Isoamyl alcohol is a colorless liquid with the formula C_{5}H_{12}O, specifically (H_{3}C–)_{2}CH–CH_{2}–CH_{2}–OH. It is one of several isomers of amyl alcohol (pentanol). It is also known as isopentyl alcohol, isopentanol, or (in the IUPAC recommended nomenclature) 3-methyl-butan-1-ol. An obsolete name for it was isobutyl carbinol.

Isoamyl alcohol is an ingredient in the production of banana oil, an ester found in nature and also produced as a flavouring in industry. It is a common fusel alcohol, produced as a major by-product of ethanol fermentation.

==Occurrence==
Isoamyl alcohol is one of the components of the aroma of Tuber melanosporum, the black truffle.

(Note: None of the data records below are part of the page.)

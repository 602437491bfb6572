//! Login, logout and account status.

use std::sync::Arc;

use anyhow::{Context, Result};
use chessdesk_core::auth::AuthFlow;
use chessdesk_core::api::request_client;
use chessdesk_core::config::Config;
use chessdesk_core::token_store::{TokenStore, mask_token};

use super::{announcing_browser, board_api, env_token_store, token_store};
use crate::interrupt;

pub async fn login(config: &Config) -> Result<()> {
    let tokens = token_store(config);
    let flow = AuthFlow::new(
        request_client(config)?,
        config.endpoints()?,
        config.auth.clone(),
        Arc::clone(&tokens),
        announcing_browser(),
    );

    let result = tokio::select! {
        () = interrupt::wait_for_interrupt() => {
            flow.cancel();
            return Err(interrupt::InterruptedError.into());
        }
        result = flow.start_authentication() => result,
    };

    let Some(token) = result.token.filter(|_| result.success) else {
        anyhow::bail!("Login failed; see the log file for details");
    };
    println!("Logged in (token {}).", mask_token(&token));

    match board_api(config, tokens)?.account().await {
        Ok(profile) => println!("Welcome, {}.", profile.username),
        Err(err) => tracing::warn!(error = %format!("{err:#}"), "profile lookup after login failed"),
    }
    Ok(())
}

pub fn logout(config: &Config) -> Result<()> {
    let tokens = env_token_store(config);
    if tokens.has_token() {
        tokens.clear().context("clear stored token")?;
        println!("Logged out.");
    } else {
        println!("Not logged in.");
    }
    if tokens.is_overridden() {
        println!("CHESSDESK_TOKEN is still set and keeps supplying a token; unset it to stay logged out.");
    }
    Ok(())
}

pub async fn status(config: &Config) -> Result<()> {
    let tokens = token_store(config);
    if !tokens.has_token() {
        println!("Not logged in. Run `chessdesk login`.");
        return Ok(());
    }

    let profile = board_api(config, tokens)?.account().await?;
    println!("{}", profile.username);
    if let Some(since) = profile
        .created_at
        .and_then(chrono::DateTime::<chrono::Utc>::from_timestamp_millis)
    {
        println!("  member since {}", since.format("%Y-%m-%d"));
    }
    for (perf, stat) in profile.perfs.iter().filter(|(_, s)| s.games > 0) {
        let provisional = if stat.prov { "?" } else { "" };
        println!(
            "  {perf:<14} {}{provisional} ({} games)",
            stat.rating, stat.games
        );
    }
    if let Some(playing) = profile.playing {
        println!("  playing {playing}");
    }
    Ok(())
}
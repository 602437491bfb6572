//! File logging under `${CHESSDESK_HOME}/logs`.
//!
//! stdout belongs to the presenter, so logs go to `chessdesk.log`. `-v` adds
//! a stderr layer. `CHESSDESK_LOG` overrides the filter.

use anyhow::{Context, Result};
use chessdesk_core::config::paths;
use tracing_appender::non_blocking::WorkerGuard;
use tracing_appender::rolling::{RollingFileAppender, Rotation};
use tracing_subscriber::EnvFilter;
use tracing_subscriber::layer::SubscriberExt;
use tracing_subscriber::util::SubscriberInitExt;

const LOG_ENV: &str = "CHESSDESK_LOG";
const DEFAULT_FILTER: &str = "chessdesk=info";

/// Installs the global subscriber. Keep the guard alive until exit so
/// buffered lines are flushed.
///
/// # Errors
/// Returns an error if the log directory cannot be created.
pub fn init(verbose: bool) -> Result<WorkerGuard> {
    let dir = paths::logs_dir();
    std::fs::create_dir_all(&dir)
        .with_context(|| format!("Failed to create log directory {}", dir.display()))?;

    let appender = RollingFileAppender::builder()
        .rotation(Rotation::NEVER)
        .filename_prefix("chessdesk.log")
        .build(&dir)
        .with_context(|| format!("Failed to open log file in {}", dir.display()))?;
    let (writer, guard) = tracing_appender::non_blocking(appender);

    let filter =
        EnvFilter::try_from_env(LOG_ENV).unwrap_or_else(|_| EnvFilter::new(DEFAULT_FILTER));
    let stderr = verbose.then(|| {
        tracing_subscriber::fmt::layer()
            .with_writer(std::io::stderr)
            .with_target(false)
    });

    tracing_subscriber::registry()
        .with(filter)
        .with(
            tracing_subscriber::fmt::layer()
                .with_writer(writer)
                .with_ansi(false),
        )
        .with(stderr)
        .try_init()
        .context("Failed to install log subscriber")?;

    Ok(guard)
}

Fusel alcohols like isoamyl alcohol are fermentation byproducts, and therefore trace amounts of isoamyl are present in many alcoholic beverages.

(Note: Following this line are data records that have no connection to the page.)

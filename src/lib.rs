// Symfeat - symbolic music feature extraction
// Main library entry point

pub mod config;
pub mod error;
pub mod events;
pub mod features;
pub mod ir;
pub mod schedule;
pub mod windows;

use std::path::Path;

pub use config::Config;
pub use error::{ConfigurationError, ExtractionError};
pub use events::EventStream;
pub use features::{FeatureRegistry, FeatureValue};
pub use schedule::{ExecutionPlan, ResultTable};
pub use windows::{WindowConfig, WindowIndex, WindowSpec};

/// A validated registry and execution plan, reusable across pieces
pub struct Pipeline {
    registry: FeatureRegistry,
    plan: ExecutionPlan,
    windows: WindowConfig,
    workers: usize,
}

impl Pipeline {
    /// Pipeline over the default catalog
    pub fn new(config: &Config) -> Result<Self, ConfigurationError> {
        Self::with_registry(FeatureRegistry::with_default_catalog(), config)
    }

    /// Pipeline over a custom registry. The whole registry is validated, requested or not.
    pub fn with_registry(registry: FeatureRegistry, config: &Config) -> Result<Self, ConfigurationError> {
        config.validate()?;
        let plan = schedule::resolve(&registry, config.requested_features())?;
        log::info!(
            "Pipeline ready: {} registered features, {} plan steps, {} workers",
            registry.len(),
            plan.len(),
            config.workers.max(1)
        );
        Ok(Self {
            registry,
            plan,
            windows: config.windows.clone(),
            workers: config.workers.max(1),
        })
    }

    pub fn registry(&self) -> &FeatureRegistry {
        &self.registry
    }

    pub fn plan(&self) -> &ExecutionPlan {
        &self.plan
    }

    /// Extract features from an event stream
    pub fn extract(&self, stream: &EventStream) -> error::Result<ResultTable> {
        schedule::run(stream, &self.registry, &self.plan, &self.windows, self.workers)
    }

    /// Load a Standard MIDI File and extract features from it
    pub fn extract_file(&self, path: &Path) -> anyhow::Result<ResultTable> {
        let stream = events::parse_midi(path)?;
        Ok(self.extract(&stream)?)
    }
}

/// One-shot extraction with the default catalog
pub fn extract_features(stream: &EventStream, config: &Config) -> error::Result<ResultTable> {
    Pipeline::new(config)?.extract(stream)
}

/// One-shot extraction from a MIDI file with the default catalog
pub fn extract_file(path: &Path, config: &Config) -> anyhow::Result<ResultTable> {
    Pipeline::new(config)?.extract_file(path)
}
// Voices and polyphony

use super::stats::ratio;
use super::{ExtractorDescriptor, FeatureExtractor, FnExtractor};
use crate::ir::IntermediateRepresentation;

pub const AVERAGE_NUMBER_OF_INDEPENDENT_VOICES: &str = "Average Number of Independent Voices";
pub const MAXIMUM_NUMBER_OF_INDEPENDENT_VOICES: &str = "Maximum Number of Independent Voices";
pub const POLYPHONIC_FRACTION: &str = "Polyphonic Fraction";
pub const REST_FRACTION: &str = "Rest Fraction";

pub(super) fn texture_extractors() -> Vec<Box<dyn FeatureExtractor>> {
    vec![
        FnExtractor::boxed(
            ExtractorDescriptor::new(AVERAGE_NUMBER_OF_INDEPENDENT_VOICES, "T-1", 1)
                .describe("Time-weighted mean number of pitched channels sounding, over pitched sound"),
            average_voices,
        ),
        FnExtractor::boxed(
            ExtractorDescriptor::new(MAXIMUM_NUMBER_OF_INDEPENDENT_VOICES, "T-2", 1)
                .describe("Most pitched channels sounding at once"),
            |ir, _| {
                let most = ir.polyphony.segments().iter().map(|s| s.pitched_voices()).max();
                vec![most.unwrap_or(0) as f64]
            },
        ),
        FnExtractor::boxed(
            ExtractorDescriptor::new(POLYPHONIC_FRACTION, "T-3", 1)
                .describe("Share of sounding time with two or more notes at once"),
            polyphonic_fraction,
        ),
        FnExtractor::boxed(
            ExtractorDescriptor::new(REST_FRACTION, "T-4", 1)
                .describe("Total rest length divided by the window length"),
            |ir, _| vec![ratio(ir.rest_total(), ir.duration_quarter_notes)],
        ),
    ]
}

fn average_voices(ir: &IntermediateRepresentation, _: &[&[f64]]) -> Vec<f64> {
    let mut weighted = 0.0;
    let mut total = 0.0;
    for seg in ir.polyphony.segments().iter().filter(|s| s.pitched_notes() > 0) {
        let len = seg.len_ticks() as f64;
        weighted += seg.pitched_voices() as f64 * len;
        total += len;
    }
    vec![ratio(weighted, total)]
}

fn polyphonic_fraction(ir: &IntermediateRepresentation, _: &[&[f64]]) -> Vec<f64> {
    let segments = ir.polyphony.segments();
    let sounding: u64 = segments.iter().map(|s| s.len_ticks()).sum();
    let polyphonic: u64 = segments
        .iter()
        .filter(|s| s.channel_counts.iter().sum::<u32>() >= 2)
        .map(|s| s.len_ticks())
        .sum();
    vec![ratio(polyphonic as f64, sounding as f64)]
}

#[cfg(test)]
mod tests {
    use super::*;
    use crate::events::{NoteEvent, PERCUSSION_CHANNEL};
    use crate::features::tests::{evaluate, overall_ir};

    #[test]
    fn voices_and_polyphony() {
        // Two channels together for one quarter, then channel 0 alone for one quarter
        let ir = overall_ir(vec![
            NoteEvent::new(60, 90, 0, 0, 960),
            NoteEvent::new(48, 90, 1, 0, 480),
            NoteEvent::new(36, 90, PERCUSSION_CHANNEL, 0, 480),
        ]);
        assert_eq!(evaluate(AVERAGE_NUMBER_OF_INDEPENDENT_VOICES, &ir), vec![1.5]);
        assert_eq!(evaluate(MAXIMUM_NUMBER_OF_INDEPENDENT_VOICES, &ir), vec![2.0]);
        assert_eq!(evaluate(POLYPHONIC_FRACTION, &ir), vec![0.5]);
        assert_eq!(evaluate(REST_FRACTION, &ir), vec![0.0]);
    }

    #[test]
    fn rest_fraction_of_the_worked_example() {
        let stream = crate::ir::tests::worked_example();
        let ir = crate::ir::build(&stream, &crate::windows::Window::overall(&stream));
        assert_eq!(evaluate(REST_FRACTION, &ir), vec![0.5]);
        // Three notes of the chord overlap for one of the two sounding quarters
        assert_eq!(evaluate(POLYPHONIC_FRACTION, &ir), vec![0.5]);
    }

    #[test]
    fn silence_is_zero() {
        let ir = overall_ir(Vec::new());
        assert_eq!(evaluate(AVERAGE_NUMBER_OF_INDEPENDENT_VOICES, &ir), vec![0.0]);
        assert_eq!(evaluate(MAXIMUM_NUMBER_OF_INDEPENDENT_VOICES, &ir), vec![0.0]);
        assert_eq!(evaluate(POLYPHONIC_FRACTION, &ir), vec![0.0]);
        assert_eq!(evaluate(REST_FRACTION, &ir), vec![0.0]);
    }
}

The compound has also been identified as a chemical in the pheromone used by hornets to attract other members of the hive to attack.

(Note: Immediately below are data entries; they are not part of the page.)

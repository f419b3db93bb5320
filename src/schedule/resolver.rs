// Dependency resolver: validates the registry graph and orders the selected extractors

use std::cmp::Reverse;
use std::collections::{BTreeSet, BinaryHeap};

use serde::Serialize;

use crate::error::ConfigurationError;
use crate::features::FeatureRegistry;

/// A dependency resolved to the plan step that produces it
#[derive(Debug, Clone, Copy, PartialEq, Eq, Serialize)]
pub struct PlanDependency {
    pub step: usize,
    pub offset: i32,
}

#[derive(Debug, Clone, PartialEq, Eq, Serialize)]
pub struct PlanStep {
    /// Declaration index in the registry
    pub extractor: usize,
    pub dependencies: Vec<PlanDependency>,
    /// Part of the output, not only pulled in as a dependency
    pub requested: bool,
    /// Reads only the current window, directly and transitively
    pub offset_free: bool,
}

/// Topological order over the selected extractors. Every dependency points at an earlier step.
#[derive(Debug, Clone, PartialEq, Eq, Serialize)]
pub struct ExecutionPlan {
    pub steps: Vec<PlanStep>,
}

impl ExecutionPlan {
    pub fn len(&self) -> usize {
        self.steps.len()
    }

    pub fn is_empty(&self) -> bool {
        self.steps.is_empty()
    }
}

/// Validate the whole registry and build the plan for `requested`
/// (every registered feature when `None` or empty).
///
/// Fails on unknown dependencies, dependency cycles (self-dependencies included), sequential
/// features depending on overall-only ones, and requested names that are not registered.
pub fn resolve(
    registry: &FeatureRegistry,
    requested: Option<&[String]>,
) -> Result<ExecutionPlan, ConfigurationError> {
    let count = registry.len();

    // Edges as declaration indices, validated up front
    let mut dependencies: Vec<Vec<usize>> = Vec::with_capacity(count);
    for descriptor in registry.descriptors() {
        let mut resolved = Vec::with_capacity(descriptor.dependencies.len());
        for dep in &descriptor.dependencies {
            let index = registry
                .index_of(dep.name)
                .ok_or_else(|| ConfigurationError::UnknownDependency {
                    feature: descriptor.name.to_string(),
                    dependency: dep.name.to_string(),
                })?;
            if descriptor.is_sequential && !registry.extractor(index).descriptor().is_sequential {
                return Err(ConfigurationError::OverallOnlyDependency {
                    feature: descriptor.name.to_string(),
                    dependency: dep.name.to_string(),
                });
            }
            resolved.push(index);
        }
        dependencies.push(resolved);
    }

    let order = topological_order(registry, &dependencies)?;

    let selected = selection(registry, &dependencies, requested)?;
    let requested_set: Option<BTreeSet<usize>> = match requested {
        Some(names) if !names.is_empty() => Some(names.iter().filter_map(|n| registry.index_of(n)).collect()),
        _ => None,
    };

    let mut step_of = vec![usize::MAX; count];
    let mut steps: Vec<PlanStep> = Vec::with_capacity(selected.len());
    for extractor in order.into_iter().filter(|i| selected.contains(i)) {
        let descriptor = registry.extractor(extractor).descriptor();
        let deps: Vec<PlanDependency> = descriptor
            .dependencies
            .iter()
            .zip(&dependencies[extractor])
            .map(|(dep, &index)| PlanDependency { step: step_of[index], offset: dep.offset })
            .collect();
        let offset_free = deps.iter().all(|d| d.offset == 0 && steps[d.step].offset_free);
        step_of[extractor] = steps.len();
        steps.push(PlanStep {
            extractor,
            dependencies: deps,
            requested: requested_set.as_ref().map_or(true, |set| set.contains(&extractor)),
            offset_free,
        });
    }

    log::debug!(
        "Resolved {} plan steps ({} requested, {} offset-free)",
        steps.len(),
        steps.iter().filter(|s| s.requested).count(),
        steps.iter().filter(|s| s.offset_free).count()
    );

    Ok(ExecutionPlan { steps })
}

/// Kahn's algorithm over dependency -> dependent edges. The ready set is drained lowest
/// declaration index first, so independent extractors keep their declaration order.
fn topological_order(
    registry: &FeatureRegistry,
    dependencies: &[Vec<usize>],
) -> Result<Vec<usize>, ConfigurationError> {
    let count = dependencies.len();
    let mut in_degree = vec![0usize; count];
    let mut dependents: Vec<Vec<usize>> = vec![Vec::new(); count];
    for (node, deps) in dependencies.iter().enumerate() {
        for &dep in deps {
            in_degree[node] += 1;
            dependents[dep].push(node);
        }
    }

    let mut ready: BinaryHeap<Reverse<usize>> = (0..count)
        .filter(|&i| in_degree[i] == 0)
        .map(Reverse)
        .collect();
    let mut order = Vec::with_capacity(count);
    while let Some(Reverse(node)) = ready.pop() {
        order.push(node);
        for &next in &dependents[node] {
            in_degree[next] -= 1;
            if in_degree[next] == 0 {
                ready.push(Reverse(next));
            }
        }
    }

    if order.len() == count {
        return Ok(order);
    }

    let stuck: Vec<bool> = in_degree.iter().map(|&d| d > 0).collect();
    Err(ConfigurationError::Cycle(cycle_path(registry, dependencies, &stuck)))
}

/// Walk dependencies among the nodes Kahn could not order until a node repeats,
/// returning the names along the cycle with the first name repeated at the end.
fn cycle_path(registry: &FeatureRegistry, dependencies: &[Vec<usize>], stuck: &[bool]) -> Vec<String> {
    let name = |i: usize| registry.extractor(i).descriptor().name.to_string();
    let Some(start) = stuck.iter().position(|&s| s) else {
        return Vec::new();
    };

    // Every stuck node has at least one stuck dependency
    let mut visited_at = vec![usize::MAX; stuck.len()];
    let mut path = Vec::new();
    let mut node = start;
    while visited_at[node] == usize::MAX {
        visited_at[node] = path.len();
        path.push(node);
        match dependencies[node].iter().copied().find(|&d| stuck[d]) {
            Some(next) => node = next,
            None => break,
        }
    }

    let mut cycle: Vec<String> = path[visited_at[node]..].iter().map(|&i| name(i)).collect();
    cycle.push(name(node));
    cycle
}

/// Requested extractors plus everything they depend on, transitively
fn selection(
    registry: &FeatureRegistry,
    dependencies: &[Vec<usize>],
    requested: Option<&[String]>,
) -> Result<BTreeSet<usize>, ConfigurationError> {
    let roots: Vec<usize> = match requested {
        Some(names) if !names.is_empty() => names
            .iter()
            .map(|n| registry.index_of(n).ok_or_else(|| ConfigurationError::UnknownFeature(n.clone())))
            .collect::<Result<_, _>>()?,
        _ => (0..registry.len()).collect(),
    };

    let mut selected = BTreeSet::new();
    let mut stack = roots;
    while let Some(node) = stack.pop() {
        if selected.insert(node) {
            stack.extend(dependencies[node].iter().copied());
        }
    }
    Ok(selected)
}
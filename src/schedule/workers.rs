// Scoped worker pool fed through crossbeam channels
//
// Jobs go out on one queue and come back tagged with their index on another, so the caller
// always sees results in input order whatever the worker count.

use crossbeam_channel::unbounded;

/// Apply `f` to every item on up to `workers` threads and return the results in input order.
///
/// With one worker (or at most one item) everything runs inline on the calling thread. The
/// calling thread also drains the job queue, so the map completes even if no thread spawns.
pub fn parallel_map<T, R, F>(items: Vec<T>, workers: usize, f: F) -> Vec<R>
where
    T: Send,
    R: Send,
    F: Fn(T) -> R + Sync,
{
    let count = items.len();
    if workers <= 1 || count <= 1 {
        return items.into_iter().map(f).collect();
    }

    let (job_sender, job_receiver) = unbounded::<(usize, T)>();
    let (result_sender, result_receiver) = unbounded::<(usize, R)>();
    for job in items.into_iter().enumerate() {
        // Receiver is alive for the whole function
        let _ = job_sender.send(job);
    }
    drop(job_sender);

    std::thread::scope(|scope| {
        let f = &f;
        for id in 1..workers.min(count) {
            let jobs = job_receiver.clone();
            let results = result_sender.clone();
            let spawned = std::thread::Builder::new()
                .name(format!("symfeat-worker-{}", id))
                .spawn_scoped(scope, move || {
                    for (index, item) in jobs.iter() {
                        if results.send((index, f(item))).is_err() {
                            break;
                        }
                    }
                });
            if let Err(e) = spawned {
                log::warn!("Failed to spawn worker thread: {}", e);
                break;
            }
        }

        for (index, item) in job_receiver.iter() {
            let _ = result_sender.send((index, f(item)));
        }
    });
    drop(result_sender);

    let mut slots: Vec<Option<R>> = (0..count).map(|_| None).collect();
    for (index, result) in result_receiver.iter() {
        slots[index] = Some(result);
    }
    slots.into_iter().flatten().collect()
}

==Extraction from fusel oil==

Isoamyl alcohol can be separated from fusel oil by either of two methods: shaking with strong brine solution and separating the oily layer from the brine layer; distilling it and collecting the fraction that boils between 125 and 140 °C. Further purification is possible with this procedure: shaking the product with hot limewater, separating the oily layer, drying the product with calcium chloride, and distilling it, collecting the fraction boiling between 128 and 132 °C.

==Synthesis==

Isoamyl alcohol can be synthesized by condensation of isobutene and formaldehyde which produces isoprenol, then hydrogenation. It is a colourless liquid of density 0.8247 g/cm^{3} (0 °C), boiling at 131.6 °C, slightly soluble in water, and easily dissolved in organic solvents. It has a characteristic strong smell and a sharp burning taste.

==Reactions==

On passing the vapour through a red-hot tube, it decomposes into acetylene, ethylene, propylene, and other compounds. It is oxidized by chromic acid to isovaleraldehyde, and it forms addition compounds crystals with calcium chloride and tin(IV) chloride.

==Uses==
Besides its use in the synthesis of banana oil, isoamyl alcohol is also an ingredient of Kovac's reagent, used for the bacterial diagnostic indole test.

It is also used as an antifoaming agent in the chloroform isoamyl alcohol reagent.

Isoamyl alcohol is used in a phenol–chloroform extraction mixed with the chloroform to further inhibit RNase activity and prevent solubility of RNAs with long tracts of poly-adenine.

IAA is also used as the reactant in the synthesis of: Amixetrine, Amoproxan, Camylofin Fenetradil.

IAA is used in the synthesis of a compound called Isopentyl phenethyl ether (“green ether”, tradename: Anther) [56011-02-0]. This is a fragrance chemical used as a perfume primarily in soaps and detergents.